| EXERCISE DESCRIPTION |
Of the material below, only the lines from the line containing "mod chat_screen;" down to the line containing "and delete button." belong in the answer, written out exactly.

*** Opening DATA EXTRACT ***

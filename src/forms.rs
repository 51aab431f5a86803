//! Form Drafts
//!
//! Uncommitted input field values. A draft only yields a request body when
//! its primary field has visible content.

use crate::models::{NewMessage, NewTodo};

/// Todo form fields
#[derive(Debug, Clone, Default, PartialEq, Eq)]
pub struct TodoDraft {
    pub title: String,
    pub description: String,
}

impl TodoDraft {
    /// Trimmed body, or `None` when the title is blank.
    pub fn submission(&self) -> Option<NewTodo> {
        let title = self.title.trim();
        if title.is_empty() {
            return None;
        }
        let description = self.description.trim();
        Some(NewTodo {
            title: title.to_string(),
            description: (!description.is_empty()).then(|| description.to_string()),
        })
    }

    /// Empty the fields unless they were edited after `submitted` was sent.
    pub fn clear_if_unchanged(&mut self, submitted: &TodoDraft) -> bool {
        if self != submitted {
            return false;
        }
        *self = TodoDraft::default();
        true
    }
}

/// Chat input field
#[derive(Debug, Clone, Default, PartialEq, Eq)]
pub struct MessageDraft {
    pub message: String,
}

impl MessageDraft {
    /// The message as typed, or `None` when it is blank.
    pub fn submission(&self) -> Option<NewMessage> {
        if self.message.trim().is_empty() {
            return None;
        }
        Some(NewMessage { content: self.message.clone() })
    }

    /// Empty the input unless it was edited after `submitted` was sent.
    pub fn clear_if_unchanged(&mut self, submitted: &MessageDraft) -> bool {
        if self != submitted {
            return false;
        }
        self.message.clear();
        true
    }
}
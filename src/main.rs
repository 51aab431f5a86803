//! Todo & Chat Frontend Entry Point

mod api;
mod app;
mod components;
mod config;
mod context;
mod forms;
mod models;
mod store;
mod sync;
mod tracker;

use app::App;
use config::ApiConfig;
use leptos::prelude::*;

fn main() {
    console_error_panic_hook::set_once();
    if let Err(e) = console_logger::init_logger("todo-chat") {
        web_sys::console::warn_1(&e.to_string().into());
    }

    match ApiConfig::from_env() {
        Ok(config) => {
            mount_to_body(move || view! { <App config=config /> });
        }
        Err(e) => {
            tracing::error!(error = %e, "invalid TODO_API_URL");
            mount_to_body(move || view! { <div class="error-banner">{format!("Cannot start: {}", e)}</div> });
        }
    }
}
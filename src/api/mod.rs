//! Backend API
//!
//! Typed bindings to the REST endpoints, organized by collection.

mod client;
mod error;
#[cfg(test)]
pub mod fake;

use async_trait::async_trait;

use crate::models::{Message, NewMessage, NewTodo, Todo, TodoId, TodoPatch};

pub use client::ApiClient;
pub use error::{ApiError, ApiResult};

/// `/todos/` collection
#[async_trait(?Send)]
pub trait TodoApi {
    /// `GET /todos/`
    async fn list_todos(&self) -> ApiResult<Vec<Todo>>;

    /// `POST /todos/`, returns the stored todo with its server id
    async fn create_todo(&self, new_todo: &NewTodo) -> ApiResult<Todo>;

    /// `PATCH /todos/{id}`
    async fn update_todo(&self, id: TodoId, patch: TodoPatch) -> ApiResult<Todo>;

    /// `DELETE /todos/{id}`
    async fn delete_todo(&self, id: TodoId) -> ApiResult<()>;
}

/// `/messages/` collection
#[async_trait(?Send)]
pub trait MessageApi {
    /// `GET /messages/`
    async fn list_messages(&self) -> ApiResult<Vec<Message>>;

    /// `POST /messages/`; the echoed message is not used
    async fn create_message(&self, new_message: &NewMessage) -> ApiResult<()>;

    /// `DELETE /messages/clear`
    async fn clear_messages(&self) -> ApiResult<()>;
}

*** Closing DATA EXTRACT ***
*** Opening DATA EXTRACT ***

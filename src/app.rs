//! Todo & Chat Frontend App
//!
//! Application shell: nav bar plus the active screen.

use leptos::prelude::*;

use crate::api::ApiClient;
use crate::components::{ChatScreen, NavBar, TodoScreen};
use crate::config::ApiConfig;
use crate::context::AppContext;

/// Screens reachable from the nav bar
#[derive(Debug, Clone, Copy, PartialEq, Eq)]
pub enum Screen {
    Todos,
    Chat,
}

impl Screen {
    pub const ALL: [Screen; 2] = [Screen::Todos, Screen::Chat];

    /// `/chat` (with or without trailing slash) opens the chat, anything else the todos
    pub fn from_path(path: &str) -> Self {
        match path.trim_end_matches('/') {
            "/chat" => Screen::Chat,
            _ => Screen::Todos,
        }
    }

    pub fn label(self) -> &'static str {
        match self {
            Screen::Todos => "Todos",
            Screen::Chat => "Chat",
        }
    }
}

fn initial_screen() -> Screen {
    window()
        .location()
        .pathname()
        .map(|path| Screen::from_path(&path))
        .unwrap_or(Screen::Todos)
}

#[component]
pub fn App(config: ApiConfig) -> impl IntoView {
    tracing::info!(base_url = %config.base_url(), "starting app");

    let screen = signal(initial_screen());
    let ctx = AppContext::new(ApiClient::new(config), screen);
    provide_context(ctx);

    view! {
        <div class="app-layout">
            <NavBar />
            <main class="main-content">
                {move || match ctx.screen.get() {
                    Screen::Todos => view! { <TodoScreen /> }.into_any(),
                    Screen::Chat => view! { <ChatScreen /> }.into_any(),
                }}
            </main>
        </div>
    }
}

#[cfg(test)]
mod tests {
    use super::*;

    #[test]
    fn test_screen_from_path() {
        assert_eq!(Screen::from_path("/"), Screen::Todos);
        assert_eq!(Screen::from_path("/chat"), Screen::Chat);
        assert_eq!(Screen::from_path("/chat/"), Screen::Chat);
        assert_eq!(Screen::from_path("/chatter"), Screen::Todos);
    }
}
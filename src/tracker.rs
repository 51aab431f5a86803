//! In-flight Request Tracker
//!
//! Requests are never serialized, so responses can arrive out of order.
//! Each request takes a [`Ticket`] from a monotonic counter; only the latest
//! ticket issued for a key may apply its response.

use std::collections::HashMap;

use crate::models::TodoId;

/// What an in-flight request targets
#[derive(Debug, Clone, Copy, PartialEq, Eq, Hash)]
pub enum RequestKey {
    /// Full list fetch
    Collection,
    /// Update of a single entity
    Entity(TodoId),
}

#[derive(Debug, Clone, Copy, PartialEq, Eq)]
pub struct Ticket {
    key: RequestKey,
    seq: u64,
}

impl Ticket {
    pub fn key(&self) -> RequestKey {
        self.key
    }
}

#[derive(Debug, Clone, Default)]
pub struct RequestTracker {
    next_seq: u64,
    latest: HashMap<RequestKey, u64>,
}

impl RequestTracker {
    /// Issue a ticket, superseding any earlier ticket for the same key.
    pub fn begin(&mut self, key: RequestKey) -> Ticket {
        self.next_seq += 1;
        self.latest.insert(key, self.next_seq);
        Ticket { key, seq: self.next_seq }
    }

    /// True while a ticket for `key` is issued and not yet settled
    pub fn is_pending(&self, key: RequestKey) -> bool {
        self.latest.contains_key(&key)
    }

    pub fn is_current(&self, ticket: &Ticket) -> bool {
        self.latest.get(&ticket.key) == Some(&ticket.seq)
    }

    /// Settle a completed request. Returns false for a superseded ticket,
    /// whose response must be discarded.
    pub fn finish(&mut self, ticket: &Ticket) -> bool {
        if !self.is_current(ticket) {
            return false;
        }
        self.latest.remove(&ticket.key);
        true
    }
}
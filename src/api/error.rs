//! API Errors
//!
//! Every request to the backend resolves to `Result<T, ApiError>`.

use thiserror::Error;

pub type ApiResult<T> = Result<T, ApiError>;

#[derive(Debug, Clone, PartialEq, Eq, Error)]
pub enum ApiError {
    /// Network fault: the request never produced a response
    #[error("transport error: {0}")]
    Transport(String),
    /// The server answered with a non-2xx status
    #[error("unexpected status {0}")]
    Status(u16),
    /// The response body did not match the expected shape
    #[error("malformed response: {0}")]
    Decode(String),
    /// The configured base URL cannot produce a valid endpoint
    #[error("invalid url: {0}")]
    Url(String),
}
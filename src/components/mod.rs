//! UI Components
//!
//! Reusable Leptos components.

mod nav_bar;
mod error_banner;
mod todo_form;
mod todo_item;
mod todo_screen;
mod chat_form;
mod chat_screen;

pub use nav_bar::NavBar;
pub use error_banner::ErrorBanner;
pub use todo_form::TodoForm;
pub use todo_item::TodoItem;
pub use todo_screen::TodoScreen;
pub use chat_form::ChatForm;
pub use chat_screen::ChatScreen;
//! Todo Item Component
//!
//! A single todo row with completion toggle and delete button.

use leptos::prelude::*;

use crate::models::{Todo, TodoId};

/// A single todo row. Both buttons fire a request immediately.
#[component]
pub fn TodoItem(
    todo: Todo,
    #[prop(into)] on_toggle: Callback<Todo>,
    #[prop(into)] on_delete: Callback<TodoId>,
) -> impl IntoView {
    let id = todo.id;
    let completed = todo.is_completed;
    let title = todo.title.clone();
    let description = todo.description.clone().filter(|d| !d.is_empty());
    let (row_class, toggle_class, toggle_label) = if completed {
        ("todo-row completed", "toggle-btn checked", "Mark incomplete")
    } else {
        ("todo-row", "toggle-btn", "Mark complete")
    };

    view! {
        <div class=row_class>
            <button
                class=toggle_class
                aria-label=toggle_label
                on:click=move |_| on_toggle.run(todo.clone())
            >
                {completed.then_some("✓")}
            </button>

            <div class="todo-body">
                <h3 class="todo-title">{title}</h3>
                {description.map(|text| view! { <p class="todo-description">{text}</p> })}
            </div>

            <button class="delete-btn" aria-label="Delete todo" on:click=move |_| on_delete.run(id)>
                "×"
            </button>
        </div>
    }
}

*** Closing DATA EXTRACT ***

| ANSWER BELOW |
mod chat_screen;

pub use nav_bar::NavBar;
pub use error_banner::ErrorBanner;
pub use todo_form::TodoForm;
pub use todo_item::TodoItem;
pub use todo_screen::TodoScreen;
pub use chat_form::ChatForm;
pub use chat_screen::ChatScreen;
//! Todo Item Component
//!
//! A single todo row with completion toggle and delete button.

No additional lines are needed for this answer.